Gravesend, United Kingdom

Address

  • Gravesend Town Pier Pontoon
  • West Street
  • Gravesend
  • England
  • DA11 0BG
  • United Kingdom

Regular hours

Monday
Closed
Tuesday
Closed
Wednesday
Closed
Thursday
09:00 – 17:00
Friday
09:00 – 17:00
Saturday
09:00 – 17:00
Sunday
10:00 – 16:00

Travel Information

Train: Gravesend Railway Station - fast train 20 min from St Pancras

Signs of Id

A historic Light Vessel on the Thames is the venue for the latest emotive installation by artistic duo Furst and Ori exploring themes of danger, fear, control and manipulative science.

Signs of Id, which opens in November, takes visitors on a journey into the bowels of LV21, a 40 metre lightship moored at Gravesend which has found a new life as an arts and performance centre since being decommissioned.

Sergei Furst and Francesca Ori, well known for their lightboxes and sculptures, have used the function of  LV21 as a warning of impending danger to inform their new installation, integrating their works into the machinery and hidden spaces of the ship.

"The interconnected series of works present our obsessive pursuit of scientific truths as Conradian voyages into darkness," says Furst.  Ori and Furst elaborate on the theme using their manual skill in facial expression sculptures imprisoned in aquariums and illuminated narratives and images presented in multilayered lightboxes.

Video by guest artist Dan Wootton and sounds by Berlin-based electronic composer Alberto Moreno embellish the discourse. 

In the gutted engine room at the heart of the boat two short installation films are projected into large air compression chambers. In Leaving Rats on a Sinking Ship, Furst weaves a fictional narrative around the crowding experiments using rat populations run by John B. Calhoun in the 1960s. In Emotional Illiteracy Ori simulates the manipulation of emotions for behavioural ends, and highlights the increasing use of fear as a social tool.

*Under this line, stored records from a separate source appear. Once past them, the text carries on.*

use thiserror::Error;

use crate::catalogue::{ComponentKind, Identity, SlotReference};

/// Local constraint violation inside a single component.
///
/// Field errors are reported to the author and never recovered from
/// automatically; the component stays in Draft.
#[derive(Error, Debug, Clone, PartialEq, Eq)]
pub enum FieldError {
    #[error("malformed pattern '{pattern}': {message}")]
    MalformedPattern { pattern: String, message: String },

    #[error("enumeration constraint declares no values")]
    EmptyEnumeration,

    #[error("enumeration default '{value}' is not one of the listed values")]
    DefaultNotInEnumeration { value: String },

    #[error("length constraint is empty or inverted (min {min:?}, max {max:?}, exact {exact:?})")]
    InvalidLength {
        min: Option<u32>,
        max: Option<u32>,
        exact: Option<u32>,
    },

    #[error("ratio reuses units component {identity} for more than one of its unit slots")]
    DuplicateRatioUnit { identity: Identity },

    #[error("required units reference is missing on '{label}'")]
    MissingUnitReference { label: String },

    #[error("units component declares an empty unit name")]
    EmptyUnitName,

    #[error("temporal declares more than one duration kind")]
    ConflictingDurationKinds,

    #[error("temporal mixes duration kinds with date/time kinds")]
    DurationExclusivity,

    #[error("temporal allows no value kind at all")]
    EmptyTemporal,

    #[error("ordinal list has {ordinals} entries but symbol list has {symbols}")]
    OrdinalSymbolMismatch { ordinals: usize, symbols: usize },

    #[error("interval endpoint does not agree with base kind {kind}: {message}")]
    IntervalEndpointMismatch { kind: String, message: String },

    #[error("interval lower bound is above its upper bound")]
    InvertedInterval,

    #[error("reference range declares no interval")]
    MissingInterval,

    #[error("numeric bound has min above max")]
    InvertedNumericBound,

    #[error("cardinality override has min {min} greater than max {max}")]
    InvertedCardinality { min: u32, max: u32 },

    #[error("link relation must not be empty")]
    EmptyLinkRelation,

    #[error("cluster '{label}' declares no nested components")]
    EmptyCluster { label: String },

    #[error("'{label}' is missing its required {slot} reference")]
    MissingRequiredReference { label: String, slot: String },

    #[error("audit system id must not be empty")]
    EmptyAuditSystemId,

    #[error("attestation reason must not be empty")]
    EmptyAttestationReason,

    #[error("participation function must not be empty")]
    EmptyParticipationFunction,

    #[error("component '{label}' is published and immutable")]
    Immutable { label: String },
}

/// Everything that can abort a compilation or a publish attempt.
#[derive(Error, Debug)]
pub enum CompileError {
    #[error("field error on '{label}': {source}")]
    Field {
        label: String,
        #[source]
        source: FieldError,
    },

    #[error("dependency {identity} referenced by '{label}' is not in the store")]
    MissingDependency { label: String, identity: Identity },

    #[error("dependency {identity} referenced by '{label}' is not published")]
    UnpublishedDependency { label: String, identity: Identity },

    #[error("cluster '{label}' ({identity}) contains itself")]
    SelfReferentialCluster { label: String, identity: Identity },

    #[error("cluster '{label}' member {identity} is a {kind}, which cannot nest in a cluster")]
    InvalidClusterMember {
        label: String,
        identity: Identity,
        kind: String,
    },

    #[error("'{label}' {slot} slot expects a {expected}, but {identity} is a {found}")]
    SlotKindMismatch {
        label: String,
        slot: String,
        identity: Identity,
        expected: String,
        found: String,
    },

    #[error(
        "suspected cycle or pathological nesting: {visits} cluster visits exceed the ceiling of {ceiling}"
    )]
    NestingCeiling { visits: usize, ceiling: usize },

    #[error("component '{label}' cannot be published: {message}")]
    Publish { label: String, message: String },

    #[error("identity {identity} was retired by a reset and cannot be reused")]
    RetiredIdentity { identity: Identity },

    #[error("no draft component under handle {handle}")]
    UnknownDraft { handle: uuid::Uuid },

    #[error("serialization error: {0}")]
    Serialization(#[from] serde_json::Error),

    #[error("pattern error: {0}")]
    Pattern(#[from] regex::Error),

    #[error("URL parse error: {0}")]
    UrlParse(#[from] url::ParseError),
}

impl CompileError {
    pub fn field(label: impl Into<String>, source: FieldError) -> Self {
        Self::Field {
            label: label.into(),
            source,
        }
    }

    pub fn slot_mismatch(label: impl Into<String>, slot: &SlotReference, found: ComponentKind) -> Self {
        Self::SlotKindMismatch {
            label: label.into(),
            slot: slot.slot.to_string(),
            identity: slot.identity,
            expected: slot.expected.describe().to_string(),
            found: found.name().to_string(),
        }
    }

    /// True for the dependency-flavored variants, used by callers that
    /// retry after publishing missing pieces.
    pub fn is_dependency(&self) -> bool {
        matches!(
            self,
            Self::MissingDependency { .. } | Self::UnpublishedDependency { .. }
        )
    }
}

/// Non-fatal note recorded when instance synthesis cannot satisfy a
/// constraint; a placeholder value is emitted instead of aborting.
#[derive(Debug, Clone, PartialEq, Eq)]
pub struct GenerationWarning {
    pub identity: Identity,
    pub label: String,
    pub message: String,
}

impl GenerationWarning {
    pub fn new(identity: Identity, label: impl Into<String>, message: impl Into<String>) -> Self {
        Self {
            identity,
            label: label.into(),
            message: message.into(),
        }
    }
}

pub type Result<T> = std::result::Result<T, CompileError>;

Dan Wootton's projected short video, Receiver, with a recording of the Shipping Forecast as a backdrop, evokes the anxiety of an unspecified social catastrophe having occurred in an imagined past.

Music and sound for the film and ambient background continue Alberto Moreno's investigations into pure frequency and chance related  techniques in composition.

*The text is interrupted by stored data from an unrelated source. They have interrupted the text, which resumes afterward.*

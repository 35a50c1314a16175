//! The closed component catalogue: every typed building block a modeler
//! can publish, as one tagged union. Validation is exhaustive pattern
//! matching over the variant set, so a new variant cannot be added
//! without also deciding its rules.

mod cluster;
pub mod emit;
mod entity;
mod meta;
mod quantified;
mod range;
mod scalar;
mod text;

pub use cluster::ClusterDef;
pub use emit::EmitContext;
pub use entity::{
    AttestationDef, AuditDef, ChangeType, DataModelDef, EntryDef, ParticipationDef, PartyDef,
};
pub use meta::{
    Annotation, ComponentMeta, Identity, LifecycleState, Occurrence, Slot, sanitize_label,
};
pub use quantified::{
    CountLeaf, DurationKind, NumericBound, OrdinalLeaf, QuantityLeaf, RatioLeaf, TemporalLeaf,
    trim_float,
};
pub use range::{IntervalBound, IntervalDef, IntervalKind, ReferenceRange};
pub use scalar::{BlobLeaf, BooleanLeaf, LinkLeaf};
pub use text::{TextConstraint, TextLeaf, UnitsDef};

use serde::{Deserialize, Serialize};

use crate::assembler::Fragment;
use crate::error::FieldError;

/// Which catalogue variant an identity belongs to; recorded by the
/// registry and echoed into the substitution-group section.
#[derive(Debug, Clone, Copy, PartialEq, Eq, Hash, Serialize, Deserialize)]
#[serde(rename_all = "kebab-case")]
pub enum ComponentKind {
    Boolean,
    Text,
    Link,
    Count,
    Quantity,
    Ratio,
    Ordinal,
    Temporal,
    Blob,
    Units,
    ReferenceRange,
    Interval,
    Cluster,
    Party,
    Audit,
    Attestation,
    Participation,
    Entry,
    DataModel,
}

Sergei Furst and Francesca Ori began their collaboration as artists when they founded a joint studio in a sugar factory in Granada, Spain, more than 10 years ago and since then have exhibited in Spain, Italy and England.

Ori, originally from Sicily, studied fine art at the Accademia di Belle Arti in Catania. Sergei Furst, a  British artist, began his career with the controversial cartoon strip Rubric for the Times.

Their most recent exhibitions were Sagrada Familia at Farley Farm Gallery in West Sussex,  in the grounds of the home of Lee Millar and Roland Penrose founder of the ICA; and Modular Body in the Ateneo in Malaga in May 2016.

They received an Elephant Trust Award and the exhibition is supported using public funding by the National Lottery through Art Council England.